Instructions for the task -> Wherever the string "copy" appears in the records, return the line that holds it.

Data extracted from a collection
#####

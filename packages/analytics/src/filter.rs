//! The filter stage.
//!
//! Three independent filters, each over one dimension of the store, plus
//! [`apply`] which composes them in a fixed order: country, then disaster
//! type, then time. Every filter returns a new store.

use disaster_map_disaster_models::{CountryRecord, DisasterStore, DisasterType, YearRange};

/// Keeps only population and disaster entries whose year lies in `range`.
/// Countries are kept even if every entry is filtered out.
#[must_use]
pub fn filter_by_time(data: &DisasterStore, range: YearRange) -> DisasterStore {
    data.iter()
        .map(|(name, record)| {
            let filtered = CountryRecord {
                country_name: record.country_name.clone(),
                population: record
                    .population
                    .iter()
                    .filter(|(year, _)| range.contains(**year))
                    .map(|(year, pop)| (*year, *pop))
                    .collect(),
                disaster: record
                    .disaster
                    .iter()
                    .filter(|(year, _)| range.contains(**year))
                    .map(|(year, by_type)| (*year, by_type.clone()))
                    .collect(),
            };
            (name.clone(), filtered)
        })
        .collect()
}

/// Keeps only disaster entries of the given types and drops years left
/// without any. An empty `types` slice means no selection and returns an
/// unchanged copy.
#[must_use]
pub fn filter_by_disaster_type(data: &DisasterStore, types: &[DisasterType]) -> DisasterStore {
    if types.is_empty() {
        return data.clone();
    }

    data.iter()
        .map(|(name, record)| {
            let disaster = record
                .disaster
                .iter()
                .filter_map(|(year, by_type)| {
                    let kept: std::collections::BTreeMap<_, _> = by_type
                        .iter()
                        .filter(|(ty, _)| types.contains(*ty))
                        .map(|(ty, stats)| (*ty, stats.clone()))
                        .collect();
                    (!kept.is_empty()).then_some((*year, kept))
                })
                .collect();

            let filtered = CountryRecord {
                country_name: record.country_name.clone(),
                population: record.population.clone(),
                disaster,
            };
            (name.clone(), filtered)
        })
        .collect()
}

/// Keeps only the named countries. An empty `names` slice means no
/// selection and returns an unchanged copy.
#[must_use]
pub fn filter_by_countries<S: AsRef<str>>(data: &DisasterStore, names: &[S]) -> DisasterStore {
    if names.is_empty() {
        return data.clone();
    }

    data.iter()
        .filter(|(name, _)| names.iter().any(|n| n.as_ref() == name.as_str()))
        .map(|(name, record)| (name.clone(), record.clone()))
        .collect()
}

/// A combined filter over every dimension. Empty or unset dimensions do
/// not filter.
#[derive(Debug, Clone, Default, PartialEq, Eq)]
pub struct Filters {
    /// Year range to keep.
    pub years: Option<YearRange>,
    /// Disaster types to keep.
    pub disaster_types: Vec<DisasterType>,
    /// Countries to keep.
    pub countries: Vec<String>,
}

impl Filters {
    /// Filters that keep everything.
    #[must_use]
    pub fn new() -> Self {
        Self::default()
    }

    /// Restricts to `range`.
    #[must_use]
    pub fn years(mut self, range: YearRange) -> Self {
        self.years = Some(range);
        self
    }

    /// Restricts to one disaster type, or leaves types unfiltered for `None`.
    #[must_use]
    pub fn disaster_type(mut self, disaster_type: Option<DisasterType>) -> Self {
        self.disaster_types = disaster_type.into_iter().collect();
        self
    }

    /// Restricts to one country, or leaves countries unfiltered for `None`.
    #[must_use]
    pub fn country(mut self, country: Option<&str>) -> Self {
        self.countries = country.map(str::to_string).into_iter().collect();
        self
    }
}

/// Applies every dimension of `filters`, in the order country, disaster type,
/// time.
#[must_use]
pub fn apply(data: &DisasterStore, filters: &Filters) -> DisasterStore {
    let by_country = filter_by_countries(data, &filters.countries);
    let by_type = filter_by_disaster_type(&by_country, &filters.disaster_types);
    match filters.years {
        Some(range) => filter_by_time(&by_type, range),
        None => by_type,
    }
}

#####

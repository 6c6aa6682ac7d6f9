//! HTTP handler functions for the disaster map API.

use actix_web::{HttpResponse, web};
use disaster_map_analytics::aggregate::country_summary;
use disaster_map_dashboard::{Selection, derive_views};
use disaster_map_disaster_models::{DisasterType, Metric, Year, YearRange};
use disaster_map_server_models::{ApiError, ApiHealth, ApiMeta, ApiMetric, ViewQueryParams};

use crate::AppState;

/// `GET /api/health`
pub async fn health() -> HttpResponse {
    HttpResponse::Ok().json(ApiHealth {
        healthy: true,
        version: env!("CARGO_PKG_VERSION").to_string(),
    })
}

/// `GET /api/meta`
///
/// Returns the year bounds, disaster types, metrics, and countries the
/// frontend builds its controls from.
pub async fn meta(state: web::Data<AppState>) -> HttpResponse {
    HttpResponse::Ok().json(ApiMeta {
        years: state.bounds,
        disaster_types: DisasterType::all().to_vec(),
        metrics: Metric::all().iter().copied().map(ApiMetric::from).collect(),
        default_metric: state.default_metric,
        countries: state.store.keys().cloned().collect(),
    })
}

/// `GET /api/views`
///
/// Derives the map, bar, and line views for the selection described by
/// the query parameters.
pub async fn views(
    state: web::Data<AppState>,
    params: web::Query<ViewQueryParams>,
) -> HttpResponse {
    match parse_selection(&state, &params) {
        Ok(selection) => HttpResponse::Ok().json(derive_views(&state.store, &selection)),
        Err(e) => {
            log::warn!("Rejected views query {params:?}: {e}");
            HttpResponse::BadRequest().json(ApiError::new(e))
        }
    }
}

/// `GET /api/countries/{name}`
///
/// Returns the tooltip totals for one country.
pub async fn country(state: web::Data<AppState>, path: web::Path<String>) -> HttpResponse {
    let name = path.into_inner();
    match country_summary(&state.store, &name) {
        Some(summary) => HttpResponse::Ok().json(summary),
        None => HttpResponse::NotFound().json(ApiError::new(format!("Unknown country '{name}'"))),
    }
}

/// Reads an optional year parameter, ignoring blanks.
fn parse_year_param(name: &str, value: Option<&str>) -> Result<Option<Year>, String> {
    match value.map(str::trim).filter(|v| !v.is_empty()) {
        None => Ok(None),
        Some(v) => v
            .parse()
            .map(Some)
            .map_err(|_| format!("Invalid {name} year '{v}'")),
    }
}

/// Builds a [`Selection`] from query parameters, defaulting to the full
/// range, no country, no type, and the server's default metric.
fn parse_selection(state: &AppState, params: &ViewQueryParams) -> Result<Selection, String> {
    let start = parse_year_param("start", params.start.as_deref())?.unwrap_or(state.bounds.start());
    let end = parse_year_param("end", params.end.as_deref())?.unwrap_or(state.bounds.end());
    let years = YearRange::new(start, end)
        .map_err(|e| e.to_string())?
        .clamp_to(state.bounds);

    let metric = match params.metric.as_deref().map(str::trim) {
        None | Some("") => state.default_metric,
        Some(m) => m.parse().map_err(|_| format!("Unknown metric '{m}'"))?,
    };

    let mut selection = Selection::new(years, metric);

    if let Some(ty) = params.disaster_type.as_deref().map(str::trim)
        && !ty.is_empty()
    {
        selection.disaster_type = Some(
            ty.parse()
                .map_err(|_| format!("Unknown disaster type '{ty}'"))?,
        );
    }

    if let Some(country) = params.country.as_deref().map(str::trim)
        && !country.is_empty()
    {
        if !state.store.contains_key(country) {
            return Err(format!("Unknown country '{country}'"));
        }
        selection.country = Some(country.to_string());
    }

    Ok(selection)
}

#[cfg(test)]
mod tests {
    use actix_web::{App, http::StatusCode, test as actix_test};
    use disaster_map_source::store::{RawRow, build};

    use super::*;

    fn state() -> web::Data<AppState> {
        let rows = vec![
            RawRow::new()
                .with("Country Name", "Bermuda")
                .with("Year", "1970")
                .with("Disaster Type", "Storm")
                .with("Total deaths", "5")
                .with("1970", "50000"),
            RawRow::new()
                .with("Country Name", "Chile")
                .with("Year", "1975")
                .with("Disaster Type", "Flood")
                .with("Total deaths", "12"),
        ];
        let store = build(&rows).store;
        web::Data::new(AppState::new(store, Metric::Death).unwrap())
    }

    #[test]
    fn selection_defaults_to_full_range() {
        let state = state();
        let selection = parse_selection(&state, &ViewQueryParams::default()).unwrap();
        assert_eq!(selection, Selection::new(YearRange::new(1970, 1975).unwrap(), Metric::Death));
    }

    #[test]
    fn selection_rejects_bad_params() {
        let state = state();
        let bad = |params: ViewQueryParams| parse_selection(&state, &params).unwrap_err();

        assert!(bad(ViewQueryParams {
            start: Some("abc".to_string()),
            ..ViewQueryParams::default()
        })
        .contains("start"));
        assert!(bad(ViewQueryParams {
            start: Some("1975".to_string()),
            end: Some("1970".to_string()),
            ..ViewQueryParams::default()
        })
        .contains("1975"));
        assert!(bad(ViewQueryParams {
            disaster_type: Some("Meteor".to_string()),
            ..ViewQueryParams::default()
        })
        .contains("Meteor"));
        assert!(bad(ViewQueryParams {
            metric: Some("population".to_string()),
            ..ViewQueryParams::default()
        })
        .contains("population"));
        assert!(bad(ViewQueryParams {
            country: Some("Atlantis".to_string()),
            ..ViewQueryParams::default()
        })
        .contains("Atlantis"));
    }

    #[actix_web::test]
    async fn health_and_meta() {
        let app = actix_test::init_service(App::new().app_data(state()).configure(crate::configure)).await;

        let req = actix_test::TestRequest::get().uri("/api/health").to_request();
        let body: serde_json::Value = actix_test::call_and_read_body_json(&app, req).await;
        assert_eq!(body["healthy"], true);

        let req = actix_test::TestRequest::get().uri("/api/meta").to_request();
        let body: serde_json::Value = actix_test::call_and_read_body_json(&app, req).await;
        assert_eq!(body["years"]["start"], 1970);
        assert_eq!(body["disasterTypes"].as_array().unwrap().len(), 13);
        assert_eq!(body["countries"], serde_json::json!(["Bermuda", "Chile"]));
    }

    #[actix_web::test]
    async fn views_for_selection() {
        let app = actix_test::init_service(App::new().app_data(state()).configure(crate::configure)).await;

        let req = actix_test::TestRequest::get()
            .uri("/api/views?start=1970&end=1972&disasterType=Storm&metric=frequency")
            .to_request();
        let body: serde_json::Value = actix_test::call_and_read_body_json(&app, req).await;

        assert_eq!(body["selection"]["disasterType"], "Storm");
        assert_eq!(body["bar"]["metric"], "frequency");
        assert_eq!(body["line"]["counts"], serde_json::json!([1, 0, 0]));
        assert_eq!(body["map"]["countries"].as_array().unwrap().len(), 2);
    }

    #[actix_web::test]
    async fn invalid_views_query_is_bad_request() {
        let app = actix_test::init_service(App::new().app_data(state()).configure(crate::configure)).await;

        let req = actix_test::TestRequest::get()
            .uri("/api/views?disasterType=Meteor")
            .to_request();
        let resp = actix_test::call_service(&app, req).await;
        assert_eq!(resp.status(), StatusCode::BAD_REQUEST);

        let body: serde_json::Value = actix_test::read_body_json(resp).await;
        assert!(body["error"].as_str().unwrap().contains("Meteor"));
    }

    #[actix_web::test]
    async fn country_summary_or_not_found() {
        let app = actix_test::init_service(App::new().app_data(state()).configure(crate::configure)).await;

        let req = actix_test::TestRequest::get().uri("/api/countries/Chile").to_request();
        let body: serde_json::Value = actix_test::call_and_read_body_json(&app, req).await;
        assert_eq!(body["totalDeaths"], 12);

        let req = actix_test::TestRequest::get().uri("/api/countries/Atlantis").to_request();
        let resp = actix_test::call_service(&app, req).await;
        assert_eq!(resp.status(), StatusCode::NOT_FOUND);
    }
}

#####

Solution to this exercise ->
/// unchanged copy.
/// selection and returns an unchanged copy.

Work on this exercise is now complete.